Dimitri Villard (1)   $ 22,500     $ 22,500     $ 0     $ 0     $ 0     $ 44,500  

  

  (1) On June 15, 2012, we entered into an advisory agreement (the “Villard Advisory Agreement”) with Dimitri Villard. The parties agreed that from July 1, 2012 until June 30, 2013, Mr. Villard would perform advisory services for us, as well as serving as member of our Board of Directors. In compensation, we will pay Mr. Villard $45,000, consisting of: (i) $22,500 of shares of our Common Stock which were issued equally on a monthly basis pursuant to the terms of the Villard Advisory Agreement, and (ii) $22,500 of cash to be paid in monthly payments of $1,875 pursuant to the terms of the Villard Advisory Agreement. The Villard Advisory Agreement contains a share provision, whereby we will issue $22,500 worth of shares over the requisite service period based upon a $0.45 per share price of common stock for a total of 50,000 shares. Mr. Villard was paid $3,750 and the Company owes him a balance of $41,250.

 

Indemnification

 

Under our Articles of Incorporation and Bylaws, we may indemnify an officer or director who is made a party to any proceeding, including a lawsuit, because of their position, if they acted in good faith and in a manner reasonably believed to be in the Company’s best interest. We may advance expenses incurred in defending a proceeding. To the extent that the officer or director is successful on the merits in a proceeding as to which they are to be indemnified, we must indemnify them against all expenses incurred, including attorney’s fees. With respect to a derivative action, indemnity may be made only for expenses actually and reasonably incurred in defending the proceeding, and if the officer or director is judged liable, only by a court order. The indemnification is intended to be to the fullest extent permitted by the laws of the State of Nevada.

  

Regarding indemnification for liabilities arising under the Securities Act of 1933, which may be permitted to directors or officers under Nevada law, we are informed that, in the opinion of the Securities and Exchange Commission, indemnification is against public policy, as expressed in the Securities Act of 1933 and is, therefore, unenforceable.

 

ITEM 12. SECURITY OWNERSHIP OF CERTAIN BENEFICIAL OWNERS AND MANAGEMENT

 

The following table sets forth, as of the date of this prospectus, the total number of shares owned beneficially by our directors, officers and key employees, individually and as a group, and the present owners of 5% or more of our total outstanding shares. The table also reflects their ownership assuming the sale of all of the shares in this offering. The stockholders listed below have direct ownership of their shares and possesses sole voting and dispositive power with respect to the shares.

 

26
 

 

Name of Beneficial Owner (1)   Common Stock
Beneficially Owned(2)
    Percent of
Class
 
Alfonso J. Cervantes (3)     1,800,000       13.67 %
Robert Y. Lee (4)     1,120,000       8.50 %
Peter Goldstein (5)     1,800,000       13.67 %
Dimitri Villard (6)     50,000       *  
Allan Hartley     152,400       1.16 %
Mark P. Aiello     247,007       1.88 %
Robert Mayer     200,097       1.52 %
Trilogy Capital Partners, Inc. (3)     1,800,000       13.67 %
Gandview Capital Partners, Inc. (5)     1,800,000       13.67 %
Directors and officers as a group (6 persons)     4,249,504       32.27 %

 

* represents less than 1.0%

 

(1) Unless otherwise indicated, the address of each person is Staffing 360 Solutions, Inc. 641 Lexington Avenue, Suite 1526, New York, New York 10022.

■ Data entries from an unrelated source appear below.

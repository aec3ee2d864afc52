//! Concurrent fan-out across every configured card provider.

use std::sync::Arc;
use std::time::{Duration, Instant};

use futures_util::future::join_all;

use crate::core::cancel::CancelSignal;
use crate::domain::model::{
    ProviderOutcome, ProviderReport, ProviderStatus, RawProviderCard, RecommendationRequest,
};
use crate::domain::ports::{CardProvider, ProviderError};

/// Union of successful cards plus one report per provider, in configuration order.
#[derive(Debug, Clone, Default)]
pub struct FanOut {
    pub cards: Vec<RawProviderCard>,
    pub reports: Vec<ProviderReport>,
}

impl FanOut {
    /// Every configured provider failed (false when none are configured).
    pub fn all_failed(&self) -> bool {
        !self.reports.is_empty() && self.reports.iter().all(ProviderReport::is_failure)
    }

    pub fn failures(&self) -> impl Iterator<Item = (&str, &ProviderError)> {
        self.reports.iter().filter_map(|report| match &report.status {
            ProviderStatus::Failed(error) => Some((report.provider.as_str(), error)),
            ProviderStatus::Succeeded { .. } => None,
        })
    }
}

pub struct ProviderAggregator {
    providers: Vec<Arc<dyn CardProvider>>,
}

impl ProviderAggregator {
    pub fn new(providers: Vec<Arc<dyn CardProvider>>) -> Self {
        Self { providers }
    }

    pub fn provider_ids(&self) -> Vec<&str> {
        self.providers.iter().map(|provider| provider.id()).collect()
    }

    pub fn is_empty(&self) -> bool {
        self.providers.is_empty()
    }

    /// Call every provider concurrently and wait for each to finish, time out, or be cancelled.
    ///
    /// Wall time is bounded by the slowest provider's own deadline. Cards from one provider
    /// keep that provider's ordering. A failing provider never fails the fan-out.
    pub async fn fetch_all(
        &self,
        request: &RecommendationRequest,
        deadline: Duration,
        cancel: &CancelSignal,
    ) -> FanOut {
        let calls = self.providers.iter().map(|provider| {
            let mut cancel = cancel.clone();
            async move {
                let started = Instant::now();
                let outcome: ProviderOutcome = tokio::select! {
                    outcome = provider.fetch(request, deadline) => outcome,
                    _ = cancel.cancelled() => Err(ProviderError::Cancelled),
                };
                (provider.id().to_string(), outcome, started.elapsed())
            }
        });

        join_all(calls)
            .await
            .into_iter()
            .fold(FanOut::default(), |mut fan_out, (provider, outcome, elapsed)| {
                let status = match outcome {
                    Ok(mut cards) => {
                        let count = cards.len();
                        fan_out.cards.append(&mut cards);
                        ProviderStatus::Succeeded { cards: count }
                    }
                    Err(error) => ProviderStatus::Failed(error),
                };
                fan_out.reports.push(ProviderReport {
                    provider,
                    status,
                    elapsed_ms: elapsed.as_millis() as u64,
                });
                fan_out
            })
    }
}

#[cfg(test)]
pub(crate) mod tests {
    use super::*;
    use crate::domain::model::SignalScale;
    use async_trait::async_trait;
    use rust_decimal::Decimal;
    use rust_decimal_macros::dec;
    use std::sync::atomic::{AtomicUsize, Ordering};

    /// Scripted provider for core tests.
    pub(crate) struct StubProvider {
        id: String,
        outcome: ProviderOutcome,
        delay: Duration,
        pub(crate) calls: AtomicUsize,
    }

    impl StubProvider {
        pub(crate) fn cards(id: &str, cards: Vec<(&str, Decimal, Decimal, SignalScale)>) -> Self {
            let cards = cards
                .into_iter()
                .map(|(name, apr, signal, scale)| RawProviderCard {
                    provider: id.to_string(),
                    card_name: name.to_string(),
                    apr,
                    raw_signal: signal,
                    raw_signal_scale: scale,
                })
                .collect();
            Self::with_outcome(id, Ok(cards))
        }

        pub(crate) fn failing(id: &str, error: ProviderError) -> Self {
            Self::with_outcome(id, Err(error))
        }

        pub(crate) fn with_outcome(id: &str, outcome: ProviderOutcome) -> Self {
            Self {
                id: id.to_string(),
                outcome,
                delay: Duration::ZERO,
                calls: AtomicUsize::new(0),
            }
        }

        pub(crate) fn delayed(mut self, delay: Duration) -> Self {
            self.delay = delay;
            self
        }
    }

    #[async_trait]
    impl CardProvider for StubProvider {
        fn id(&self) -> &str {
            &self.id
        }

        async fn fetch(&self, _request: &RecommendationRequest, deadline: Duration) -> ProviderOutcome {
            self.calls.fetch_add(1, Ordering::SeqCst);
            if self.delay > deadline {
                tokio::time::sleep(deadline).await;
                return Err(ProviderError::timeout(deadline));
            }
            tokio::time::sleep(self.delay).await;
            self.outcome.clone()
        }
    }

    fn request() -> RecommendationRequest {
        RecommendationRequest::new("Test", 700, 30000).unwrap()
    }

    #[tokio::test]
    async fn test_union_of_successful_providers() {
        let aggregator = ProviderAggregator::new(vec![
            Arc::new(StubProvider::cards(
                "CSCards",
                vec![
                    ("SuperSaver", dec!(15.0), dec!(8.0), SignalScale::ZeroToTen),
                    ("SuperSpender", dec!(19.2), dec!(5.0), SignalScale::ZeroToTen),
                ],
            )),
            Arc::new(StubProvider::cards(
                "ScoredCards",
                vec![("PremiumRewards", dec!(21.9), dec!(0.75), SignalScale::ZeroToOne)],
            )),
        ]);

        let fan_out = aggregator
            .fetch_all(&request(), Duration::from_secs(1), &CancelSignal::never())
            .await;

        assert_eq!(fan_out.cards.len(), 3);
        assert!(!fan_out.all_failed());
        assert_eq!(fan_out.failures().count(), 0);

        let cs_names: Vec<_> = fan_out
            .cards
            .iter()
            .filter(|card| card.provider == "CSCards")
            .map(|card| card.card_name.as_str())
            .collect();
        assert_eq!(cs_names, vec!["SuperSaver", "SuperSpender"]);
        assert_eq!(fan_out.reports[0].status, ProviderStatus::Succeeded { cards: 2 });
    }

    #[tokio::test]
    async fn test_partial_failure_keeps_survivors() {
        let aggregator = ProviderAggregator::new(vec![
            Arc::new(StubProvider::failing(
                "CSCards",
                ProviderError::Transport("connection refused".to_string()),
            )),
            Arc::new(StubProvider::cards(
                "ScoredCards",
                vec![("PremiumRewards", dec!(21.9), dec!(0.75), SignalScale::ZeroToOne)],
            )),
        ]);

        let fan_out = aggregator
            .fetch_all(&request(), Duration::from_secs(1), &CancelSignal::never())
            .await;

        assert_eq!(fan_out.cards.len(), 1);
        assert_eq!(fan_out.cards[0].provider, "ScoredCards");
        assert!(!fan_out.all_failed());

        let failures: Vec<_> = fan_out.failures().collect();
        assert_eq!(failures.len(), 1);
        assert_eq!(failures[0].0, "CSCards");
    }

    #[tokio::test]
    async fn test_all_failed_is_reported() {
        let aggregator = ProviderAggregator::new(vec![
            Arc::new(StubProvider::failing(
                "CSCards",
                ProviderError::InvalidResponse("missing field".to_string()),
            )),
            Arc::new(
                StubProvider::cards("ScoredCards", vec![]).delayed(Duration::from_secs(5)),
            ),
        ]);

        let fan_out = aggregator
            .fetch_all(&request(), Duration::from_millis(50), &CancelSignal::never())
            .await;

        assert!(fan_out.cards.is_empty());
        assert!(fan_out.all_failed());
        assert_eq!(fan_out.reports.len(), 2);
        match &fan_out.reports[1].status {
            ProviderStatus::Failed(error) => assert!(matches!(error, ProviderError::Timeout { .. })),
            other => panic!("expected timeout, got {other:?}"),
        }
    }

    #[tokio::test]
    async fn test_runs_providers_in_parallel() {
        let slow = Duration::from_millis(200);
        let aggregator = ProviderAggregator::new(vec![
            Arc::new(StubProvider::cards("A", vec![("a", dec!(1.0), dec!(1.0), SignalScale::ZeroToTen)]).delayed(slow)),
            Arc::new(StubProvider::cards("B", vec![("b", dec!(1.0), dec!(0.1), SignalScale::ZeroToOne)]).delayed(slow)),
            Arc::new(StubProvider::cards("C", vec![("c", dec!(1.0), dec!(2.0), SignalScale::ZeroToTen)]).delayed(slow)),
        ]);

        let started = Instant::now();
        let fan_out = aggregator
            .fetch_all(&request(), Duration::from_secs(2), &CancelSignal::never())
            .await;

        assert_eq!(fan_out.cards.len(), 3);
        assert!(started.elapsed() < Duration::from_millis(550));
    }

    #[tokio::test]
    async fn test_no_providers_is_not_a_failure() {
        let aggregator = ProviderAggregator::new(Vec::new());
        let fan_out = aggregator
            .fetch_all(&request(), Duration::from_secs(1), &CancelSignal::never())
            .await;

        assert!(aggregator.is_empty());
        assert!(fan_out.cards.is_empty());
        assert!(!fan_out.all_failed());
    }

    #[tokio::test]
    async fn test_cancellation_stops_in_flight_calls() {
        let aggregator = ProviderAggregator::new(vec![Arc::new(
            StubProvider::cards("Slow", vec![("s", dec!(1.0), dec!(1.0), SignalScale::ZeroToTen)])
                .delayed(Duration::from_secs(5)),
        )]);
        let (handle, signal) = CancelSignal::pair();
        let request = request();

        let started = Instant::now();
        let cancel_soon = async {
            tokio::time::sleep(Duration::from_millis(30)).await;
            handle.cancel();
        };
        let (fan_out, ()) = tokio::join!(
            aggregator.fetch_all(&request, Duration::from_secs(10), &signal),
            cancel_soon
        );

        assert!(started.elapsed() < Duration::from_secs(1));
        assert_eq!(
            fan_out.reports[0].status,
            ProviderStatus::Failed(ProviderError::Cancelled)
        );
    }
}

(2) Unless otherwise indicated, all ownership is direct beneficial ownership.

(3) Shares are held by Trilogy Capital Partners, Inc. Our President, Treasurer, Secretary and Director, Alfonso J. Cervantes, owns 100% equity interest in Trilogy Capital Partners, Inc.

(4) Robert Y. Lee directly owns 1,020,000 shares of common stock and has sole voting dispositive power over 100,000 shares of common stock held by his son.

(5) Shares are held by Grandview Capital Partners, Inc. Our Chairman of the Board, Principal Financial Officer and Treasurer, Peter Goldstein, is the founder, chairman, chief executive officer and registered principal of Grandview Capital Partners, Inc.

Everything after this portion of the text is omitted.